Great for Grandparents
Grandparents often provide financial gifts to children and grandchildren. The ability to get the most benefit from a financial gift to the next generation can be increased by using a 529 plan. Generally, contributions to a grandchild’s 529 plan will count against the grandparent’s GST (generation-skipping transfer) lifetime exemption of $11.7 million if they exceed the $15,000 per beneficiary annual exclusion amount. However, grandparents may contribute more than the $15,000 annual exclusion amount without affecting their lifetime exemption by using five-year gift-tax averaging.

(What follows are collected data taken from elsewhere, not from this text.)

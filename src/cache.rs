//! # On-Disk Cache
//!
//! Persists the merged station catalog and computed nodal-factor tables so that
//! restarts and sibling processes skip ingestion and astronomy.
//!
//! ## Layout
//!
//! ```text
//! <dir>/catalog-v1-<fingerprint>.json
//! <dir>/nodal-v1/<fingerprint[..16]>/<year>_<yyyymmdd>_<meridian>_<hour>.json
//! ```
//!
//! The fingerprint is a SHA-256 digest over the schema version and the bytes of both
//! source files, so editing either file, or changing the schema, selects fresh entries
//! and stale ones are simply never read again.
//!
//! ## Failure Handling
//!
//! Every file is written to a temporary sibling and renamed into place, so a reader
//! sees a complete file or none. Unreadable, corrupted or mismatched entries are logged
//! and treated as misses; a cache problem never fails a prediction.

use crate::constituents::ConstituentCatalog;
use crate::nodal::{NodalFactorSet, NodalKey};
use crate::station::StationCatalog;
use serde::{de::DeserializeOwned, Deserialize, Serialize};
use sha2::{Digest, Sha256};
use std::fs;
use std::io::{self, Write};
use std::path::{Path, PathBuf};
use tempfile::NamedTempFile;
use tracing::{debug, warn};

/// Bumped whenever a persisted structure changes shape.
pub const SCHEMA_VERSION: u32 = 1;

/// Content fingerprint of both source files.
pub fn fingerprint(primary: &[u8], secondary: &[u8]) -> String {
    let mut hasher = Sha256::new();
    hasher.update(SCHEMA_VERSION.to_le_bytes());
    // Length prefixes keep (ab, c) and (a, bc) apart
    hasher.update((primary.len() as u64).to_le_bytes());
    hasher.update(primary);
    hasher.update((secondary.len() as u64).to_le_bytes());
    hasher.update(secondary);
    hasher
        .finalize()
        .iter()
        .map(|byte| format!("{byte:02x}"))
        .collect()
}

/// Fingerprint two files by content.
pub fn fingerprint_files(primary: &Path, secondary: &Path) -> io::Result<String> {
    Ok(fingerprint(&fs::read(primary)?, &fs::read(secondary)?))
}

/// Persisted result of ingestion and deduplication.
#[derive(Debug, Clone, Serialize, Deserialize)]
pub struct CatalogSnapshot {
    pub schema_version: u32,
    pub fingerprint: String,
    pub constituents: ConstituentCatalog,
    pub stations: StationCatalog,
}

/// Cache rooted at one directory.
#[derive(Debug, Clone)]
pub struct DiskCache {
    root: PathBuf,
}

impl DiskCache {
    pub fn new(root: impl Into<PathBuf>) -> Self {
        DiskCache { root: root.into() }
    }

    pub fn root(&self) -> &Path {
        &self.root
    }

    pub fn catalog_path(&self, fingerprint: &str) -> PathBuf {
        self.root
            .join(format!("catalog-v{SCHEMA_VERSION}-{fingerprint}.json"))
    }

    pub fn nodal_path(&self, fingerprint: &str, key: &NodalKey) -> PathBuf {
        let short = fingerprint.get(..16).unwrap_or(fingerprint);
        self.root
            .join(format!("nodal-v{SCHEMA_VERSION}"))
            .join(short)
            .join(format!("{}.json", key.file_stem()))
    }

    /// Load the catalog persisted for `fingerprint`, if present and intact.
    pub fn load_catalog(&self, fingerprint: &str) -> Option<CatalogSnapshot> {
        let path = self.catalog_path(fingerprint);
        let snapshot: CatalogSnapshot = read_entry(&path)?;
        if snapshot.schema_version != SCHEMA_VERSION || snapshot.fingerprint != fingerprint {
            warn!(path = %path.display(), "catalog cache entry does not match its name, ignoring");
            return None;
        }
        debug!(
            path = %path.display(),
            stations = snapshot.stations.len(),
            "loaded station catalog from cache"
        );
        Some(snapshot)
    }

    pub fn store_catalog(&self, snapshot: &CatalogSnapshot) -> io::Result<()> {
        let path = self.catalog_path(&snapshot.fingerprint);
        write_atomic(&path, &serde_json::to_vec(snapshot)?)?;
        debug!(path = %path.display(), "persisted station catalog");
        Ok(())
    }

    /// Load a nodal-factor set, verifying it was stored under the same key.
    pub fn load_nodal(&self, fingerprint: &str, key: &NodalKey) -> Option<NodalFactorSet> {
        let path = self.nodal_path(fingerprint, key);
        let set: NodalFactorSet = read_entry(&path)?;
        if set.key != *key {
            warn!(path = %path.display(), "nodal cache entry holds a different key, ignoring");
            return None;
        }
        Some(set)
    }

    pub fn store_nodal(&self, fingerprint: &str, set: &NodalFactorSet) -> io::Result<()> {
        let path = self.nodal_path(fingerprint, &set.key);
        write_atomic(&path, &serde_json::to_vec(set)?)
    }
}

/// Read and decode one entry. Missing files are silent misses; anything else is
/// logged.
fn read_entry<T: DeserializeOwned>(path: &Path) -> Option<T> {
    let data = match fs::read(path) {
        Ok(data) => data,
        Err(e) if e.kind() == io::ErrorKind::NotFound => return None,
        Err(e) => {
            warn!(path = %path.display(), error = %e, "cannot read cache entry");
            return None;
        }
    };
    match serde_json::from_slice(&data) {
        Ok(value) => Some(value),
        Err(e) => {
            warn!(path = %path.display(), error = %e, "corrupted cache entry, recomputing");
            None
        }
    }
}

/// Write `data` to a temporary file beside `path`, then rename it into place.
fn write_atomic(path: &Path, data: &[u8]) -> io::Result<()> {
    let dir = path
        .parent()
        .ok_or_else(|| io::Error::other("cache path has no parent directory"))?;
    fs::create_dir_all(dir)?;
    let mut tmp = NamedTempFile::new_in(dir)?;
    tmp.write_all(data)?;
    tmp.as_file().sync_all()?;
    tmp.persist(path).map_err(|e| e.error)?;
    Ok(())
}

• Five-year gift-tax averaging
With five-year gift-tax averaging, a taxpayer may contribute up to $75,000 per beneficiary when the contribution is treated as if it were made over a five-year period. If a grandparent contributes more than $75,000 to a grandchild’s 529 plan, only the excess amount will count against the grandparent’s lifetime exemption limit. Taxpayers must report 20% of the total 529 plan contribution for each of the five years. If the grandparent dies within the five-year period, a pro-rata portion of the 529 plan contribution will be added back to the grandparent’s estate. For example, if the grandparent dies in year three, the contributions corresponding to years four and five will be included in the grandparent’s estate.
One of the biggest misconceptions we hear from clients is the notion that if you do not use the money for the beneficiary's college expenses you lose it. There are a variety of ways to utilize 529 assets that are not used by the original intended beneficiary or, for whatever reason, the money is not used for qualified higher education expenses.
• You can always change the beneficiary to another qualifying family member who is planning on attending college.
• If a parent owns the 529 account and the child does not go to college, opt to save the funds for a future grandchild.
• You can use the money in a 529 plan for your own education.
This includes either for completing a degree or for simply taking classes to help learn new skills and build your resume.
• Take a non-qualified withdrawal at any time for any reason.
Only the earnings portion of the distribution will incur taxes and penalties. Contributions (the principal) will never be taxed or penalized since they were made with after-tax dollars.